Sector-level activity diverged from the overall equity inflows. U.S. sectoral funds posted a combined net outflow of $2.9 billion for the week, the largest weekly withdrawal since December 24. Within that, technology funds saw a net pullback of $1.45 billion, gold and precious metals funds lost $974 million, and healthcare funds experienced $507 million in net redemptions.

Fixed income markets also reflected shifting investor preferences. U.S. bond funds attracted a net $7.56 billion, a decline of nearly one-third from the $12.05 billion added the previous week. Short-to-intermediate investment-grade funds drew a net $2.03 billion, the smallest weekly amount in three weeks, while general domestic taxable fixed income funds recorded net outflows of $1.11 billion.

Short-to-intermediate government and treasury funds stood out, receiving a net $9.07 billion during the week - their largest weekly purchase since at least May 2024. At the same time, money market funds saw significant redemptions, with $57.96 billion in net withdrawals, ending a five-week run of net purchases.
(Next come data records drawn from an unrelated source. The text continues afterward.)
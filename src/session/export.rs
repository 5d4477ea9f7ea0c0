// src/session/export.rs

use std::io::Cursor;
use std::path::Path;

use hound::{SampleFormat, WavSpec, WavWriter};

use crate::decoder::AudioSource;
use crate::effects::EffectSettings;
use crate::error::EditorError;
use crate::router::EffectRack;

pub const DEFAULT_BLOCK_FRAMES: usize = 1024;

/// Scale a float sample to PCM16. Clamped to [-1, 1]; negative values scale
/// by 32768, non-negative by 32767, matching the asymmetric i16 range.
#[inline]
pub fn sample_to_i16(sample: f32) -> i16 {
    let s = sample.clamp(-1.0, 1.0);
    if s < 0.0 {
        (s * 32768.0) as i16
    } else {
        (s * 32767.0) as i16
    }
}

/// Offline render of the whole source through a fresh effect chain built
/// from the settings snapshot. The live playback nodes are never touched, so
/// exporting mid-playback cannot disturb the audible chain (and vice versa).
pub fn render_with_effects(
    source: &AudioSource,
    settings: &EffectSettings,
    block_frames: usize,
) -> Vec<f32> {
    let mut rack = EffectRack::new(source.sample_rate, source.channels);
    rack.sync_params(settings);
    rack.rebuild(settings);

    let mut rendered = source.samples.clone();
    let block_len = block_frames.max(1) * source.channels;
    for block in rendered.chunks_mut(block_len) {
        rack.process(block);
    }
    rendered
}

/// Encode interleaved samples as a PCM16LE WAV: the 44-byte
/// RIFF/WAVE/fmt/data header followed by the scaled samples. Rendered fully
/// in memory so a failure never touches any destination file.
pub fn encode_wav(
    samples: &[f32],
    channels: usize,
    sample_rate: u32,
) -> Result<Vec<u8>, EditorError> {
    let spec = WavSpec {
        channels: channels as u16,
        sample_rate,
        bits_per_sample: 16,
        sample_format: SampleFormat::Int,
    };

    let mut cursor = Cursor::new(Vec::new());
    {
        let mut writer = WavWriter::new(&mut cursor, spec)
            .map_err(|e| EditorError::Export(e.to_string()))?;
        for &sample in samples {
            writer
                .write_sample(sample_to_i16(sample))
                .map_err(|e| EditorError::Export(e.to_string()))?;
        }
        writer
            .finalize()
            .map_err(|e| EditorError::Export(e.to_string()))?;
    }
    Ok(cursor.into_inner())
}

/// Render + encode + write. The bytes land in a temporary sibling first and
/// are renamed into place, so the destination is either the complete file or
/// absent.
pub fn export_to_wav(
    source: &AudioSource,
    settings: &EffectSettings,
    output_path: &str,
    block_frames: usize,
) -> Result<(), EditorError> {
    log::info!("exporting {} frames to {}", source.frames(), output_path);

    let rendered = render_with_effects(source, settings, block_frames);
    let bytes = encode_wav(&rendered, source.channels, source.sample_rate)?;

    let tmp_path = format!("{output_path}.part");
    std::fs::write(&tmp_path, &bytes).map_err(|e| EditorError::Export(e.to_string()))?;
    std::fs::rename(&tmp_path, output_path).map_err(|e| {
        let _ = std::fs::remove_file(&tmp_path);
        EditorError::Export(e.to_string())
    })?;

    log::info!("export complete: {} bytes", bytes.len());
    Ok(())
}

/// `song.mp3` -> `song_edited.wav`, next to the input.
pub fn default_export_path(input_path: &str) -> String {
    let path = Path::new(input_path);
    let stem = path
        .file_stem()
        .map(|s| s.to_string_lossy().into_owned())
        .unwrap_or_else(|| "export".to_string());
    match path.parent() {
        Some(dir) if !dir.as_os_str().is_empty() => {
            dir.join(format!("{stem}_edited.wav")).to_string_lossy().into_owned()
        }
        _ => format!("{stem}_edited.wav"),
    }
}

#[cfg(test)]
mod tests {
    use super::*;
    use crate::effects::EffectKind;

    fn u16_at(bytes: &[u8], at: usize) -> u16 {
        u16::from_le_bytes([bytes[at], bytes[at + 1]])
    }

    fn u32_at(bytes: &[u8], at: usize) -> u32 {
        u32::from_le_bytes([bytes[at], bytes[at + 1], bytes[at + 2], bytes[at + 3]])
    }

    #[test]
    fn sample_scaling_matches_the_asymmetric_pcm_range() {
        assert_eq!(sample_to_i16(0.0), 0);
        assert_eq!(sample_to_i16(1.0), 32767);
        assert_eq!(sample_to_i16(-1.0), -32768);
        assert_eq!(sample_to_i16(2.0), 32767);
        assert_eq!(sample_to_i16(-2.0), -32768);
        assert_eq!(sample_to_i16(0.5), 16383);
        assert_eq!(sample_to_i16(-0.5), -16384);
    }

    #[test]
    fn one_second_mono_8khz_wav_has_the_documented_layout() {
        let samples = vec![0.0f32; 8000];
        let bytes = encode_wav(&samples, 1, 8000).unwrap();

        let data_bytes = 8000 * 2;
        assert_eq!(bytes.len(), 44 + data_bytes);

        assert_eq!(&bytes[0..4], b"RIFF");
        assert_eq!(u32_at(&bytes, 4), (data_bytes + 36) as u32);
        assert_eq!(&bytes[8..12], b"WAVE");
        assert_eq!(&bytes[12..16], b"fmt ");
        assert_eq!(u32_at(&bytes, 16), 16); // Subchunk1Size
        assert_eq!(u16_at(&bytes, 20), 1); // AudioFormat = PCM
        assert_eq!(u16_at(&bytes, 22), 1); // NumChannels
        assert_eq!(u32_at(&bytes, 24), 8000); // SampleRate
        assert_eq!(u32_at(&bytes, 28), 8000 * 1 * 2); // ByteRate
        assert_eq!(u16_at(&bytes, 32), 1 * 2); // BlockAlign
        assert_eq!(u16_at(&bytes, 34), 16); // BitsPerSample
        assert_eq!(&bytes[36..40], b"data");
        assert_eq!(u32_at(&bytes, 40), data_bytes as u32);

        // All-zero samples stay zero.
        assert!(bytes[44..].iter().all(|&b| b == 0));
    }

    #[test]
    fn stereo_header_fields_follow_the_formula() {
        let bytes = encode_wav(&vec![0.0f32; 400], 2, 44100).unwrap();
        assert_eq!(u16_at(&bytes, 22), 2);
        assert_eq!(u32_at(&bytes, 28), 44100 * 2 * 2);
        assert_eq!(u16_at(&bytes, 32), 4);
        assert_eq!(u32_at(&bytes, 40), 400 * 2);
    }

    #[test]
    fn disabled_effects_render_the_source_unchanged() {
        let source = AudioSource::new(vec![0.5f32, -0.5, 0.25, -0.25], 8000, 1);
        let rendered = render_with_effects(&source, &EffectSettings::default(), 2);
        assert_eq!(rendered, source.samples);
    }

    #[test]
    fn enabled_chain_changes_the_rendered_audio() {
        let samples: Vec<f32> = (0..8000)
            .map(|i| (2.0 * std::f32::consts::PI * 440.0 * i as f32 / 8000.0).sin())
            .collect();
        let source = AudioSource::new(samples.clone(), 8000, 1);

        let mut settings = EffectSettings::default();
        settings.toggle(EffectKind::Compression);
        settings.set_param(EffectKind::Compression, "threshold", -30.0);
        settings.set_param(EffectKind::Compression, "ratio", 20.0);

        let rendered = render_with_effects(&source, &settings, DEFAULT_BLOCK_FRAMES);
        assert_ne!(rendered, samples);
    }

    #[test]
    fn export_writes_a_complete_file_and_no_leftover_temp() {
        let dir = tempfile::tempdir().unwrap();
        let out = dir.path().join("bounce.wav");
        let out = out.to_str().unwrap();

        let source = AudioSource::new(vec![0.0f32; 8000], 8000, 1);
        export_to_wav(&source, &EffectSettings::default(), out, DEFAULT_BLOCK_FRAMES).unwrap();

        let bytes = std::fs::read(out).unwrap();
        assert_eq!(bytes.len(), 44 + 8000 * 2);
        assert!(!Path::new(&format!("{out}.part")).exists());
    }

    #[test]
    fn default_export_path_appends_edited_suffix() {
        assert_eq!(default_export_path("song.mp3"), "song_edited.wav");
        assert!(default_export_path("/tmp/mix.ogg").ends_with("/tmp/mix_edited.wav"));
    }
}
Market price action during the week showed mixed sentiment: although broad equity inflows rose, the tech-heavy Nasdaq Composite fell more than 2% on Thursday amid fresh uncertainty after Iranian officials continued to deny any talks with the U.S., deepening doubts over a swift resolution to the nearly one-month-long conflict.

Risks

  • Geopolitical uncertainty - Iran continued to deny talks with the U.S., which coincided with a more than 2% drop in the Nasdaq Composite and raises uncertainty about the timeline for de-escalation; this affects technology and growth-oriented sectors.
  • Sector rotation risk - sizeable sectoral outflows from technology, gold and precious metals, and healthcare may lead to heightened volatility within those industry groups.
  • Liquidity shifts - large net withdrawals from money market funds ($57.96 billion) and varying flows across bond categories could influence short-term funding dynamics and demand for treasury and investment-grade debt instruments.